TASK GOAL =>
How many lines below include the string "headers"? State the number alone.

STUDY MATERIAL =>
################

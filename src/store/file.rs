//! File-backed [`CredentialStore`] that survives process restarts, the way browser
//! persistent storage survives page reloads.

// std
use std::{
	fs::{self, File},
	io::Write,
	path::{Path, PathBuf},
};
// self
use crate::{
	_prelude::*,
	store::{CredentialSlot, CredentialStore, StoreError, TokenSecret},
};

type Snapshot = BTreeMap<CredentialSlot, TokenSecret>;

/// Persists credentials to a JSON object after each mutation.
///
/// The file holds `{"accessToken": "...", "refreshToken": "...", "user": "..."}` with absent
/// slots omitted.
#[derive(Clone, Debug)]
pub struct FileStore {
	path: PathBuf,
	inner: Arc<RwLock<Snapshot>>,
}
impl FileStore {
	/// Opens (or creates) a store at the provided path, eagerly loading existing data.
	pub fn open(path: impl Into<PathBuf>) -> Result<Self, StoreError> {
		let path = path.into();

		Self::ensure_parent_exists(&path)?;

		let snapshot = Self::load_snapshot(&path)?;

		Ok(Self { path, inner: Arc::new(RwLock::new(snapshot)) })
	}

	/// Location of the backing file.
	pub fn path(&self) -> &Path {
		&self.path
	}

	fn load_snapshot(path: &Path) -> Result<Snapshot, StoreError> {
		if !path.exists() {
			return Ok(Snapshot::new());
		}

		let bytes = fs::read(path).map_err(|e| StoreError::Backend {
			message: format!("Failed to read {}: {e}", path.display()),
		})?;

		if bytes.iter().all(u8::is_ascii_whitespace) {
			return Ok(Snapshot::new());
		}

		serde_json::from_slice(&bytes).map_err(|e| StoreError::Serialization {
			message: format!("Failed to parse {}: {e}", path.display()),
		})
	}

	fn ensure_parent_exists(path: &Path) -> Result<(), StoreError> {
		if let Some(parent) = path.parent().filter(|p| !p.as_os_str().is_empty()) {
			fs::create_dir_all(parent).map_err(|e| StoreError::Backend {
				message: format!("Failed to create store directory {}: {e}", parent.display()),
			})?;
		}

		Ok(())
	}

	fn persist_locked(&self, contents: &Snapshot) -> Result<(), StoreError> {
		Self::ensure_parent_exists(&self.path)?;

		let serialized =
			serde_json::to_vec_pretty(contents).map_err(|e| StoreError::Serialization {
				message: format!("Failed to serialize credential snapshot: {e}"),
			})?;
		let mut tmp_path = self.path.clone();

		tmp_path.set_extension("tmp");

		{
			let mut file = File::create(&tmp_path).map_err(|e| StoreError::Backend {
				message: format!("Failed to create {}: {e}", tmp_path.display()),
			})?;

			file.write_all(&serialized).map_err(|e| StoreError::Backend {
				message: format!("Failed to write {}: {e}", tmp_path.display()),
			})?;
			file.sync_all().map_err(|e| StoreError::Backend {
				message: format!("Failed to sync {}: {e}", tmp_path.display()),
			})?;
		}

		fs::rename(&tmp_path, &self.path).map_err(|e| StoreError::Backend {
			message: format!("Failed to replace {}: {e}", self.path.display()),
		})
	}

	fn mutate(&self, apply: impl FnOnce(&mut Snapshot) -> bool) -> Result<(), StoreError> {
		let mut guard = self.inner.write();

		if apply(&mut guard) {
			self.persist_locked(&guard)?;
		}

		Ok(())
	}
}
impl CredentialStore for FileStore {
	fn get(&self, slot: CredentialSlot) -> Result<Option<TokenSecret>, StoreError> {
		Ok(self.inner.read().get(&slot).cloned())
	}

	fn set(&self, slot: CredentialSlot, value: TokenSecret) -> Result<(), StoreError> {
		self.mutate(|map| map.insert(slot, value.clone()).is_none_or(|old| old != value))
	}

	fn remove(&self, slot: CredentialSlot) -> Result<(), StoreError> {
		self.mutate(|map| map.remove(&slot).is_some())
	}

	fn clear(&self) -> Result<(), StoreError> {
		self.mutate(|map| {
			let changed = !map.is_empty();

			map.clear();

			changed
		})
	}
}
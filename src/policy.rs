//! Endpoint classification: which authentication policy applies to a request.
//!
//! Paths are normalized once with [`normalize_path`] at the client boundary, then
//! [`EndpointPolicy::classify`] tests them against two rule sets. Membership in a set is an
//! `any` test, so rule order never matters; the PUBLIC set wins over OPTIONAL_AUTH and
//! everything unmatched is AUTHENTICATED.

pub mod rule;

pub use rule::*;

// std
use std::borrow::Cow;
// self
use crate::_prelude::*;

/// Authentication policy bucket assigned to a request.
#[derive(Clone, Copy, Debug, PartialEq, Eq, Hash, Serialize, Deserialize)]
#[serde(rename_all = "SCREAMING_SNAKE_CASE")]
pub enum Classification {
	/// Never carries a credential; never triggers session handling.
	Public,
	/// Carries a credential when one exists; never triggers session handling.
	OptionalAuth,
	/// Carries a credential when one exists; a `401` runs renewal and logout handling.
	Authenticated,
}
impl Classification {
	/// Returns a stable label suitable for span or metric fields.
	pub const fn as_str(self) -> &'static str {
		match self {
			Classification::Public => "public",
			Classification::OptionalAuth => "optional_auth",
			Classification::Authenticated => "authenticated",
		}
	}

	/// Returns true if a stored access token may be attached.
	pub const fn attaches_credential(self) -> bool {
		!matches!(self, Classification::Public)
	}

	/// Returns true if `401`/`403` responses may cause session side effects.
	pub const fn handles_session_failure(self) -> bool {
		matches!(self, Classification::Authenticated)
	}
}
impl Display for Classification {
	fn fmt(&self, f: &mut Formatter) -> FmtResult {
		f.write_str(self.as_str())
	}
}

/// Immutable rule sets used to classify requests.
#[derive(Clone, Debug, PartialEq, Eq, Serialize, Deserialize)]
pub struct EndpointPolicy {
	/// Rules that mark a request PUBLIC.
	#[serde(default)]
	pub public: Vec<EndpointRule>,
	/// Rules that mark a request OPTIONAL_AUTH.
	#[serde(default)]
	pub optional_auth: Vec<EndpointRule>,
}
impl EndpointPolicy {
	/// Creates a policy with no rules; every request is AUTHENTICATED.
	pub fn empty() -> Self {
		Self { public: Vec::new(), optional_auth: Vec::new() }
	}

	/// Rule sets used by the portal API.
	pub fn portal_default() -> Self {
		let public = [
			"/auth/forgot-password",
			"/auth/verify-otp",
			"/auth/resend-otp",
			"/auth/reset-password",
			"/payments/webhook",
			"/payments/callback",
		]
		.into_iter()
		.map(EndpointRule::contains)
		.chain(["/auth/login", "/auth/refresh-token"].into_iter().map(EndpointRule::suffix))
		.chain([EndpointRule::exact("/contact-messages").for_method(Method::POST)])
		.collect();
		let optional_auth =
			["/chatbot", "/chat-sessions"].into_iter().map(EndpointRule::contains).collect();

		Self { public, optional_auth }
	}

	/// Adds a PUBLIC rule.
	pub fn with_public(mut self, rule: EndpointRule) -> Self {
		self.public.push(rule);

		self
	}

	/// Adds an OPTIONAL_AUTH rule.
	pub fn with_optional_auth(mut self, rule: EndpointRule) -> Self {
		self.optional_auth.push(rule);

		self
	}

	/// Classifies a request. Never fails.
	pub fn classify(&self, method: &Method, path: &str) -> Classification {
		let path: Cow<str> =
			if path.starts_with('/') { Cow::Borrowed(path) } else { Cow::Owned(format!("/{path}")) };

		if self.public.iter().any(|rule| rule.matches(method, &path)) {
			Classification::Public
		} else if self.optional_auth.iter().any(|rule| rule.matches(method, &path)) {
			Classification::OptionalAuth
		} else {
			Classification::Authenticated
		}
	}
}
impl Default for EndpointPolicy {
	fn default() -> Self {
		Self::portal_default()
	}
}

/// Path split into its normalized form and decoded query pairs.
#[derive(Clone, Debug, PartialEq, Eq)]
pub struct NormalizedPath {
	/// Path relative to the API base, with a leading `/` and no trailing `/`.
	pub path: String,
	/// Query pairs found in the raw input.
	pub query: Vec<(String, String)>,
}

/// Normalizes a caller-supplied path or absolute URL relative to the API base path.
///
/// Absolute URLs lose their origin, the base path prefix (e.g. `/api`) is stripped, a leading
/// `/` is ensured, and trailing slashes are dropped except for the root.
pub fn normalize_path(raw: &str, base_path: &str) -> NormalizedPath {
	let raw = raw.trim();
	let relative = match Url::parse(raw) {
		Ok(url) if url.has_host() => match url.query() {
			Some(query) => format!("{}?{query}", url.path()),
			None => url.path().to_owned(),
		},
		_ => raw.to_owned(),
	};
	let relative = relative.split_once('#').map_or(relative.as_str(), |(head, _)| head);
	let (path_part, query_part) = match relative.split_once('?') {
		Some((path, query)) => (path, Some(query)),
		None => (relative, None),
	};
	let mut path =
		if path_part.starts_with('/') { path_part.to_owned() } else { format!("/{path_part}") };
	let base = base_path.trim_end_matches('/');

	if !base.is_empty() {
		if path == base {
			path = "/".into();
		} else if let Some(rest) = path.strip_prefix(base).filter(|rest| rest.starts_with('/')) {
			path = rest.to_owned();
		}
	}
	while path.len() > 1 && path.ends_with('/') {
		path.pop();
	}

	let query = query_part
		.map(|query| url::form_urlencoded::parse(query.as_bytes()).into_owned().collect())
		.unwrap_or_default();

	NormalizedPath { path, query }
}
mod common;

// std
use std::{sync::Arc, time::Duration};
// crates.io
use tokio::time::Instant;
// self
use common::*;
use portal_http::{
	error::Error,
	http::ApiResponse,
	navigate::MemoryNavigator,
	reqwest::{
		StatusCode,
		header::{HeaderMap, HeaderValue, RETRY_AFTER},
	},
	store::MemoryStore,
};

fn rate_limited(retry_after: Option<&'static str>) -> ApiResponse {
	let mut headers = HeaderMap::new();

	if let Some(value) = retry_after {
		headers.insert(RETRY_AFTER, HeaderValue::from_static(value));
	}

	ApiResponse::new(StatusCode::TOO_MANY_REQUESTS, headers, Vec::new())
}

fn assert_waited(started: Instant, expected: Duration) {
	let elapsed = started.elapsed();

	assert!(
		elapsed >= expected && elapsed < expected + Duration::from_millis(50),
		"Expected roughly {expected:?} of backoff, observed {elapsed:?}."
	);
}

#[tokio::test(start_paused = true)]
async fn rate_limited_requests_retry_with_doubling_delays() {
	let transport = Arc::new(ScriptedTransport::new());
	let store = MemoryStore::with_tokens("access-1", "refresh-1");
	let navigator = MemoryNavigator::default();
	let client = scripted_client(
		config_builder().build().expect("Default configuration should validate."),
		&transport,
		&store,
		&navigator,
	);

	transport
		.status(StatusCode::TOO_MANY_REQUESTS)
		.status(StatusCode::TOO_MANY_REQUESTS)
		.status(StatusCode::TOO_MANY_REQUESTS)
		.status(StatusCode::OK);

	let started = Instant::now();
	let response = client.get("/inspections").await.expect("Fourth attempt should succeed.");

	assert_eq!(response.status(), StatusCode::OK);
	assert_waited(started, Duration::from_millis(600 + 1_200 + 2_400));
	assert_eq!(transport.calls(), 4);
	assert_eq!(client.metrics().rate_limit_retries(), 3);
	assert!(
		transport.requests().iter().all(|request| request.bearer_token() == Some("access-1")),
		"Every retry should be re-augmented with the stored token."
	);
}

#[tokio::test(start_paused = true)]
async fn exhausted_retries_surface_the_final_rate_limit() {
	let transport = Arc::new(ScriptedTransport::new());
	let store = MemoryStore::with_tokens("access-1", "refresh-1");
	let navigator = MemoryNavigator::default();
	let client = scripted_client(
		config_builder().build().expect("Default configuration should validate."),
		&transport,
		&store,
		&navigator,
	);

	for _ in 0..3 {
		transport.respond(rate_limited(None));
	}

	transport.respond(rate_limited(Some("120")));

	let started = Instant::now();
	let err = client.get("/inspections").await.expect_err("Rate limit should persist.");
	let Error::RateLimited { path, attempts, retry_after, response } = err else {
		panic!("Expected a rate-limit error, got {err:?}.");
	};

	assert_eq!(path, "/inspections");
	assert_eq!(attempts, 3);
	assert_eq!(retry_after, Some(Duration::from_secs(120)));
	assert_eq!(response.status(), StatusCode::TOO_MANY_REQUESTS);
	assert_eq!(transport.calls(), 4);
	assert_waited(started, Duration::from_millis(4_200));
	assert!(navigator.history().is_empty());
}

#[tokio::test(start_paused = true)]
async fn retry_budget_and_base_delay_are_configurable() {
	let transport = Arc::new(ScriptedTransport::new());
	let store = MemoryStore::default();
	let navigator = MemoryNavigator::default();
	let config = config_builder()
		.max_retries(1)
		.base_delay(Duration::from_millis(50))
		.build()
		.expect("Custom backoff configuration should validate.");
	let client = scripted_client(config, &transport, &store, &navigator);

	transport.status(StatusCode::TOO_MANY_REQUESTS).status(StatusCode::TOO_MANY_REQUESTS);

	let started = Instant::now();
	let err = client.get("/sites").await.expect_err("Single retry should be exhausted.");

	assert!(matches!(err, Error::RateLimited { attempts: 1, .. }));
	assert_waited(started, Duration::from_millis(100));
	assert_eq!(transport.calls(), 2);
}

#[tokio::test(start_paused = true)]
async fn public_endpoints_back_off_too() {
	let transport = Arc::new(ScriptedTransport::new());
	let store = MemoryStore::default();
	let navigator = MemoryNavigator::default();
	let client = scripted_client(
		config_builder().build().expect("Default configuration should validate."),
		&transport,
		&store,
		&navigator,
	);

	transport.status(StatusCode::TOO_MANY_REQUESTS).status(StatusCode::CREATED);

	let response = client
		.post("/auth/resend-otp", &serde_json::json!({ "email": "ops@example.com" }))
		.await
		.expect("Second attempt should succeed.");

	assert_eq!(response.status(), StatusCode::CREATED);
	assert_eq!(transport.calls(), 2);
}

################

RESULT FOR THIS TASK =>
3